Saved entries:
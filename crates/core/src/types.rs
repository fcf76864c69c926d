use indexmap::IndexMap;
use serde::{Deserialize, Serialize};
use std::borrow::Borrow;
use std::fmt;
use std::ops::Deref;
use zeroize::Zeroize;

/// Identifier shared by the vault, the cache and the local store
#[derive(Debug, Clone, PartialEq, Eq, Hash, PartialOrd, Ord, Serialize, Deserialize)]
#[serde(transparent)]
pub struct SecretName(String);

impl SecretName {
    /// Create a new secret name
    #[must_use]
    pub fn new(name: impl Into<String>) -> Self {
        Self(name.into())
    }

    /// Borrow the name as a string slice
    #[must_use]
    pub fn as_str(&self) -> &str {
        &self.0
    }

    /// File stem used for this secret in a local store.
    ///
    /// Every character in `separators` is replaced with `_` so the name can
    /// never escape the store root.
    #[must_use]
    pub fn storage_name(&self, separators: &[char]) -> String {
        self.0
            .chars()
            .map(|c| if separators.contains(&c) { '_' } else { c })
            .collect()
    }
}

impl fmt::Display for SecretName {
    fn fmt(&self, f: &mut fmt::Formatter<'_>) -> fmt::Result {
        f.write_str(&self.0)
    }
}

impl From<&str> for SecretName {
    fn from(name: &str) -> Self {
        Self(name.to_string())
    }
}

impl From<String> for SecretName {
    fn from(name: String) -> Self {
        Self(name)
    }
}

impl From<&String> for SecretName {
    fn from(name: &String) -> Self {
        Self(name.clone())
    }
}

impl Borrow<str> for SecretName {
    fn borrow(&self) -> &str {
        &self.0
    }
}

/// Resolved credential fields of one secret.
///
/// Each field holds exactly one value. Field order follows the vault record
/// (or the stored file) and values are wiped from memory on drop.
#[derive(Clone, Default, PartialEq, Eq, Serialize, Deserialize)]
#[serde(transparent)]
pub struct SecretRecord(IndexMap<String, String>);

impl SecretRecord {
    /// Create an empty record
    #[must_use]
    pub fn new() -> Self {
        Self(IndexMap::new())
    }

    /// Insert a field, returning the previous value if any
    pub fn insert(&mut self, field: impl Into<String>, value: impl Into<String>) -> Option<String> {
        self.0.insert(field.into(), value.into())
    }

    /// Get a field value
    #[must_use]
    pub fn get(&self, field: &str) -> Option<&str> {
        self.0.get(field).map(String::as_str)
    }

    /// Number of fields
    #[must_use]
    pub fn len(&self) -> usize {
        self.0.len()
    }

    /// Check if the record has no fields
    #[must_use]
    pub fn is_empty(&self) -> bool {
        self.0.is_empty()
    }

    /// Iterate over `(field, value)` pairs in record order
    pub fn iter(&self) -> impl Iterator<Item = (&str, &str)> {
        self.0.iter().map(|(k, v)| (k.as_str(), v.as_str()))
    }

    /// Field names in record order
    pub fn fields(&self) -> impl Iterator<Item = &str> {
        self.0.keys().map(String::as_str)
    }
}

impl fmt::Debug for SecretRecord {
    fn fmt(&self, f: &mut fmt::Formatter<'_>) -> fmt::Result {
        // Field names only, values never reach logs
        f.debug_set().entries(self.0.keys()).finish()
    }
}

impl Drop for SecretRecord {
    fn drop(&mut self) {
        for value in self.0.values_mut() {
            value.zeroize();
        }
    }
}

impl<K: Into<String>, V: Into<String>> FromIterator<(K, V)> for SecretRecord {
    fn from_iter<I: IntoIterator<Item = (K, V)>>(iter: I) -> Self {
        Self(
            iter.into_iter()
                .map(|(k, v)| (k.into(), v.into()))
                .collect(),
        )
    }
}

/// Batch of resolved secrets keyed by name, in request order
#[derive(Debug, Clone, Default, PartialEq, Eq, Serialize)]
#[serde(transparent)]
pub struct Secrets(IndexMap<SecretName, SecretRecord>);

impl Secrets {
    /// Create an empty batch
    #[must_use]
    pub fn new() -> Self {
        Self(IndexMap::new())
    }

    /// Insert a resolved secret
    pub fn insert(&mut self, name: SecretName, record: SecretRecord) -> Option<SecretRecord> {
        self.0.insert(name, record)
    }

    /// Look up a resolved secret by name
    #[must_use]
    pub fn get(&self, name: &str) -> Option<&SecretRecord> {
        self.0.get(name)
    }

    /// Look up a single field of a resolved secret
    #[must_use]
    pub fn field(&self, name: &str, field: &str) -> Option<&str> {
        self.get(name).and_then(|record| record.get(field))
    }

    /// Consume the batch into its map
    #[must_use]
    pub fn into_inner(self) -> IndexMap<SecretName, SecretRecord> {
        self.0
    }
}

impl Deref for Secrets {
    type Target = IndexMap<SecretName, SecretRecord>;

    fn deref(&self) -> &Self::Target {
        &self.0
    }
}

impl IntoIterator for Secrets {
    type Item = (SecretName, SecretRecord);
    type IntoIter = indexmap::map::IntoIter<SecretName, SecretRecord>;

    fn into_iter(self) -> Self::IntoIter {
        self.0.into_iter()
    }
}

impl FromIterator<(SecretName, SecretRecord)> for Secrets {
    fn from_iter<I: IntoIterator<Item = (SecretName, SecretRecord)>>(iter: I) -> Self {
        Self(iter.into_iter().collect())
    }
}

/// Whether the local store exists and is usable by this process
#[derive(Debug, Clone, Copy, PartialEq, Eq, Hash, Serialize, Deserialize)]
#[serde(rename_all = "snake_case")]
pub enum AccessState {
    /// The store does not exist
    Absent,
    /// The store exists but listing it was refused
    PresentNoAccess,
    /// The store exists and can be read and written
    PresentWithAccess,
}

impl AccessState {
    /// Whether the store may be consulted and written
    #[must_use]
    pub const fn is_usable(&self) -> bool {
        matches!(self, Self::PresentWithAccess)
    }

    /// Whether the store exists, accessible or not
    #[must_use]
    pub const fn exists(&self) -> bool {
        !matches!(self, Self::Absent)
    }

    /// Stable lowercase label
    #[must_use]
    pub const fn as_str(&self) -> &'static str {
        match self {
            Self::Absent => "absent",
            Self::PresentNoAccess => "present_no_access",
            Self::PresentWithAccess => "present_with_access",
        }
    }
}

impl fmt::Display for AccessState {
    fn fmt(&self, f: &mut fmt::Formatter<'_>) -> fmt::Result {
        f.write_str(self.as_str())
    }
}

#[cfg(test)]
mod tests {
    use super::*;

    #[test]
    fn test_storage_name_replaces_separators() {
        let name = SecretName::new("databridge-v2/rds\\hostname");
        assert_eq!(name.storage_name(&['/']), "databridge-v2_rds\\hostname");
        assert_eq!(name.storage_name(&['/', '\\']), "databridge-v2_rds_hostname");
    }

    #[test]
    fn test_storage_name_never_contains_separators() {
        use proptest::prelude::*;

        proptest!(|(raw in "[a-zA-Z0-9 _./\\\\-]{0,40}")| {
            let stored = SecretName::new(raw.clone()).storage_name(&['/', '\\']);
            prop_assert!(!stored.contains('/'));
            prop_assert!(!stored.contains('\\'));
            prop_assert_eq!(stored.chars().count(), raw.chars().count());
        });
    }

    #[test]
    fn test_record_serializes_as_flat_object_in_order() {
        let record: SecretRecord = [("login", "svc"), ("password", "hunter2"), ("host", "db")]
            .into_iter()
            .collect();
        let json = serde_json::to_string(&record).unwrap();
        assert_eq!(json, r#"{"login":"svc","password":"hunter2","host":"db"}"#);

        let parsed: SecretRecord = serde_json::from_str(&json).unwrap();
        assert_eq!(parsed, record);
        assert_eq!(parsed.fields().collect::<Vec<_>>(), ["login", "password", "host"]);
    }

    #[test]
    fn test_record_rejects_non_string_values() {
        assert!(serde_json::from_str::<SecretRecord>(r#"{"port": 5432}"#).is_err());
        assert!(serde_json::from_str::<SecretRecord>(r#"["a"]"#).is_err());
    }

    #[test]
    fn test_record_debug_hides_values() {
        let record: SecretRecord = [("password", "hunter2")].into_iter().collect();
        let debug = format!("{record:?}");
        assert!(debug.contains("password"));
        assert!(!debug.contains("hunter2"));
    }

    #[test]
    fn test_secrets_lookup_by_str() {
        let mut secrets = Secrets::new();
        secrets.insert(
            SecretName::from("db"),
            [("login", "svc")].into_iter().collect(),
        );
        assert_eq!(secrets.field("db", "login"), Some("svc"));
        assert_eq!(secrets.field("db", "password"), None);
        assert!(secrets.get("api").is_none());
    }

    #[test]
    fn test_access_state_predicates() {
        assert!(AccessState::PresentWithAccess.is_usable());
        assert!(!AccessState::PresentNoAccess.is_usable());
        assert!(AccessState::PresentNoAccess.exists());
        assert!(!AccessState::Absent.exists());
        assert_eq!(AccessState::Absent.to_string(), "absent");
    }
}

- _Work required_
Starting from the top of the records and ending at the line that contains "new secret name", repeat each line exactly and return only those lines.

- _Answer to the problem_
filename crates/core/src/types.rs
repository fcf76864c69c926d
use indexmap::IndexMap;
use serde::{Deserialize, Serialize};
use std::borrow::Borrow;
use std::fmt;
use std::ops::Deref;
use zeroize::Zeroize;

/// Identifier shared by the vault, the cache and the local store
#[derive(Debug, Clone, PartialEq, Eq, Hash, PartialOrd, Ord, Serialize, Deserialize)]
#[serde(transparent)]
pub struct SecretName(String);

impl SecretName {
    /// Create a new secret name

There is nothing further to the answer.